Collected data
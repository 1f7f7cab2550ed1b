//! Fluent configuration of a single state.

use crate::builder::error::ConfigurationError;
use crate::core::state::render;
use crate::core::{Args, Guard, IntoGuard, State, Transition, Trigger};
use crate::effects::{LifecycleAction, TransitionAction};
use crate::graph::{BehaviorKind, Described, EntryAction, StateGraph, TriggerBehavior};
use crate::reflection::{callable_name, InvocationInfo};
use parking_lot::RwLock;
use std::future::Future;
use std::sync::Arc;
use tracing::debug;

/// Which item the next [`describe`](StateConfiguration::describe) applies to.
#[derive(Clone, Debug)]
enum LastAdded<T> {
    Activate,
    Deactivate,
    Entry,
    Exit,
    Behavior(T),
}

/// Handle for configuring one state, returned by
/// [`StateMachine::configure`](crate::StateMachine::configure).
///
/// Calls that can violate a structural rule return
/// `Result<Self, ConfigurationError>`; the others return `Self`, so both
/// chain naturally:
///
/// ```rust
/// use statehouse::StateMachine;
///
/// #[derive(Clone, Copy, PartialEq, Debug)]
/// enum Player { Stopped, Playing, Paused }
///
/// let player = StateMachine::new(Player::Stopped);
/// player
///     .configure(Player::Paused)
///     .substate_of(Player::Playing).unwrap()
///     .permit("play", Player::Playing).unwrap()
///     .on_entry(|_| println!("paused"))
///     .describe("announce pause");
///
/// let info = player.info();
/// let paused = info.state(&Player::Paused).unwrap();
/// assert_eq!(paused.entry_actions[0].action.description(), "announce pause");
/// ```
pub struct StateConfiguration<'m, S, T> {
    graph: &'m RwLock<StateGraph<S, T>>,
    state: S,
    last: Option<LastAdded<T>>,
}

impl<'m, S: State, T: Trigger> StateConfiguration<'m, S, T> {
    pub(crate) fn new(graph: &'m RwLock<StateGraph<S, T>>, state: S) -> Self {
        graph.write().ensure(&state);
        Self {
            graph,
            state,
            last: None,
        }
    }

    /// The state being configured.
    pub fn state(&self) -> &S {
        &self.state
    }

    /// Make this state a substate of `superstate`.
    pub fn substate_of(self, superstate: S) -> Result<Self, ConfigurationError> {
        self.graph.write().set_superstate(&self.state, &superstate)?;
        Ok(self)
    }

    /// Enter `target` automatically whenever this state is entered.
    pub fn initial_transition(self, target: S) -> Result<Self, ConfigurationError> {
        self.graph.write().set_initial_transition(&self.state, &target)?;
        Ok(self)
    }

    // Trigger behaviors

    pub fn permit(self, trigger: T, destination: S) -> Result<Self, ConfigurationError> {
        self.permit_if(trigger, destination, Guard::always())
    }

    pub fn permit_if(
        self,
        trigger: T,
        destination: S,
        guard: impl IntoGuard,
    ) -> Result<Self, ConfigurationError> {
        if destination == self.state {
            return Err(ConfigurationError::SelfTransition {
                state: render(&self.state),
                trigger: render(&trigger),
            });
        }
        Ok(self.behavior(
            trigger,
            guard.into_guard(),
            BehaviorKind::Fixed {
                destination,
                reentry: false,
            },
        ))
    }

    /// Exit and re-enter this state when `trigger` fires, even from a substate.
    pub fn permit_reentry(self, trigger: T) -> Self {
        self.permit_reentry_if(trigger, Guard::always())
    }

    pub fn permit_reentry_if(self, trigger: T, guard: impl IntoGuard) -> Self {
        let destination = self.state.clone();
        self.behavior(
            trigger,
            guard.into_guard(),
            BehaviorKind::Fixed {
                destination,
                reentry: true,
            },
        )
    }

    /// Accept `trigger` without doing anything. Shadows superstate behaviors.
    pub fn ignore(self, trigger: T) -> Self {
        self.ignore_if(trigger, Guard::always())
    }

    pub fn ignore_if(self, trigger: T, guard: impl IntoGuard) -> Self {
        self.behavior(trigger, guard.into_guard(), BehaviorKind::Ignored)
    }

    /// Run `action` on `trigger` without exiting or entering any state.
    pub fn internal_transition<F>(self, trigger: T, action: F) -> Self
    where
        F: Fn(&Transition<S, T>) + Send + Sync + 'static,
    {
        self.internal_transition_if(trigger, Guard::always(), action)
    }

    pub fn internal_transition_if<F>(self, trigger: T, guard: impl IntoGuard, action: F) -> Self
    where
        F: Fn(&Transition<S, T>) + Send + Sync + 'static,
    {
        let info = InvocationInfo::of::<F>(false);
        self.behavior(
            trigger,
            guard.into_guard(),
            BehaviorKind::Internal {
                action: TransitionAction::from_fn(action),
                info,
            },
        )
    }

    pub fn internal_transition_async<F, Fut>(self, trigger: T, action: F) -> Self
    where
        F: Fn(Transition<S, T>) -> Fut + Send + Sync + 'static,
        Fut: Future<Output = ()> + Send + 'static,
    {
        self.internal_transition_async_if(trigger, Guard::always(), action)
    }

    pub fn internal_transition_async_if<F, Fut>(
        self,
        trigger: T,
        guard: impl IntoGuard,
        action: F,
    ) -> Self
    where
        F: Fn(Transition<S, T>) -> Fut + Send + Sync + 'static,
        Fut: Future<Output = ()> + Send + 'static,
    {
        let info = InvocationInfo::of::<F>(true);
        self.behavior(
            trigger,
            guard.into_guard(),
            BehaviorKind::Internal {
                action: TransitionAction::from_async(action),
                info,
            },
        )
    }

    /// Transition to the state computed by `selector` from the trigger arguments.
    pub fn permit_dynamic<F>(self, trigger: T, selector: F) -> Self
    where
        F: Fn(&Args) -> S + Send + Sync + 'static,
    {
        self.permit_dynamic_if(trigger, selector, Guard::always())
    }

    pub fn permit_dynamic_if<F>(self, trigger: T, selector: F, guard: impl IntoGuard) -> Self
    where
        F: Fn(&Args) -> S + Send + Sync + 'static,
    {
        let description = callable_name::<F>();
        self.behavior(
            trigger,
            guard.into_guard(),
            BehaviorKind::Dynamic {
                selector: Arc::new(selector),
                description,
            },
        )
    }

    fn behavior(mut self, trigger: T, guard: Guard, kind: BehaviorKind<S, T>) -> Self {
        let behavior = TriggerBehavior::new(trigger.clone(), guard, kind);
        self.graph.write().add_behavior(&self.state, behavior);
        self.last = Some(LastAdded::Behavior(trigger));
        self
    }

    // Lifecycle actions

    pub fn on_activate<F>(self, action: F) -> Self
    where
        F: Fn() + Send + Sync + 'static,
    {
        let info = InvocationInfo::of::<F>(false);
        self.activate_action(LifecycleAction::from_fn(action), info)
    }

    pub fn on_activate_async<F, Fut>(self, action: F) -> Self
    where
        F: Fn() -> Fut + Send + Sync + 'static,
        Fut: Future<Output = ()> + Send + 'static,
    {
        let info = InvocationInfo::of::<F>(true);
        self.activate_action(LifecycleAction::from_async(action), info)
    }

    pub fn on_deactivate<F>(self, action: F) -> Self
    where
        F: Fn() + Send + Sync + 'static,
    {
        let info = InvocationInfo::of::<F>(false);
        self.deactivate_action(LifecycleAction::from_fn(action), info)
    }

    pub fn on_deactivate_async<F, Fut>(self, action: F) -> Self
    where
        F: Fn() -> Fut + Send + Sync + 'static,
        Fut: Future<Output = ()> + Send + 'static,
    {
        let info = InvocationInfo::of::<F>(true);
        self.deactivate_action(LifecycleAction::from_async(action), info)
    }

    /// Run `action` whenever this state is entered.
    pub fn on_entry<F>(self, action: F) -> Self
    where
        F: Fn(&Transition<S, T>) + Send + Sync + 'static,
    {
        let info = InvocationInfo::of::<F>(false);
        self.entry_action(TransitionAction::from_fn(action), None, info)
    }

    pub fn on_entry_async<F, Fut>(self, action: F) -> Self
    where
        F: Fn(Transition<S, T>) -> Fut + Send + Sync + 'static,
        Fut: Future<Output = ()> + Send + 'static,
    {
        let info = InvocationInfo::of::<F>(true);
        self.entry_action(TransitionAction::from_async(action), None, info)
    }

    /// Run `action` when this state is entered because of `trigger`.
    pub fn on_entry_from<F>(self, trigger: T, action: F) -> Self
    where
        F: Fn(&Transition<S, T>) + Send + Sync + 'static,
    {
        let info = InvocationInfo::of::<F>(false);
        self.entry_action(TransitionAction::from_fn(action), Some(trigger), info)
    }

    pub fn on_entry_from_async<F, Fut>(self, trigger: T, action: F) -> Self
    where
        F: Fn(Transition<S, T>) -> Fut + Send + Sync + 'static,
        Fut: Future<Output = ()> + Send + 'static,
    {
        let info = InvocationInfo::of::<F>(true);
        self.entry_action(TransitionAction::from_async(action), Some(trigger), info)
    }

    pub fn on_exit<F>(self, action: F) -> Self
    where
        F: Fn(&Transition<S, T>) + Send + Sync + 'static,
    {
        let info = InvocationInfo::of::<F>(false);
        self.exit_action(TransitionAction::from_fn(action), info)
    }

    pub fn on_exit_async<F, Fut>(self, action: F) -> Self
    where
        F: Fn(Transition<S, T>) -> Fut + Send + Sync + 'static,
        Fut: Future<Output = ()> + Send + 'static,
    {
        let info = InvocationInfo::of::<F>(true);
        self.exit_action(TransitionAction::from_async(action), info)
    }

    fn activate_action(mut self, action: LifecycleAction, info: InvocationInfo) -> Self {
        self.graph
            .write()
            .ensure(&self.state)
            .activate_actions
            .push(Described { action, info });
        self.last = Some(LastAdded::Activate);
        self
    }

    fn deactivate_action(mut self, action: LifecycleAction, info: InvocationInfo) -> Self {
        self.graph
            .write()
            .ensure(&self.state)
            .deactivate_actions
            .push(Described { action, info });
        self.last = Some(LastAdded::Deactivate);
        self
    }

    fn entry_action(
        mut self,
        action: TransitionAction<S, T>,
        from_trigger: Option<T>,
        info: InvocationInfo,
    ) -> Self {
        self.graph
            .write()
            .ensure(&self.state)
            .entry_actions
            .push(EntryAction {
                action,
                from_trigger,
                info,
            });
        self.last = Some(LastAdded::Entry);
        self
    }

    fn exit_action(mut self, action: TransitionAction<S, T>, info: InvocationInfo) -> Self {
        self.graph
            .write()
            .ensure(&self.state)
            .exit_actions
            .push(Described { action, info });
        self.last = Some(LastAdded::Exit);
        self
    }

    /// Override the introspection description of the most recently added
    /// action, internal transition or dynamic selector.
    ///
    /// Fixed, reentry and ignored behaviors carry no description of their
    /// own; describe their guards with [`Guard::described`] instead. After
    /// one of those, this call leaves the configuration unchanged.
    pub fn describe(self, description: &str) -> Self {
        let Some(last) = self.last.clone() else {
            return self;
        };
        {
            let mut graph = self.graph.write();
            let node = graph.ensure(&self.state);
            match last {
                LastAdded::Activate => {
                    if let Some(item) = node.activate_actions.last_mut() {
                        item.info.set_description(description);
                    }
                }
                LastAdded::Deactivate => {
                    if let Some(item) = node.deactivate_actions.last_mut() {
                        item.info.set_description(description);
                    }
                }
                LastAdded::Entry => {
                    if let Some(item) = node.entry_actions.last_mut() {
                        item.info.set_description(description);
                    }
                }
                LastAdded::Exit => {
                    if let Some(item) = node.exit_actions.last_mut() {
                        item.info.set_description(description);
                    }
                }
                LastAdded::Behavior(trigger) => {
                    if let Some(behavior) = node
                        .behaviors_for_mut(&trigger)
                        .and_then(|list| list.last_mut())
                    {
                        if !behavior.describe(description) {
                            debug!(state = ?self.state, "behavior has no description to override");
                        }
                    }
                }
            }
        }
        self
    }
}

Problem requirements:
For each line in the records that holds "StateMachine", show that line as it stands.

Response box:
/// [`StateMachine::configure`](crate::StateMachine::configure).
/// use statehouse::StateMachine;
/// let player = StateMachine::new(Player::Stopped);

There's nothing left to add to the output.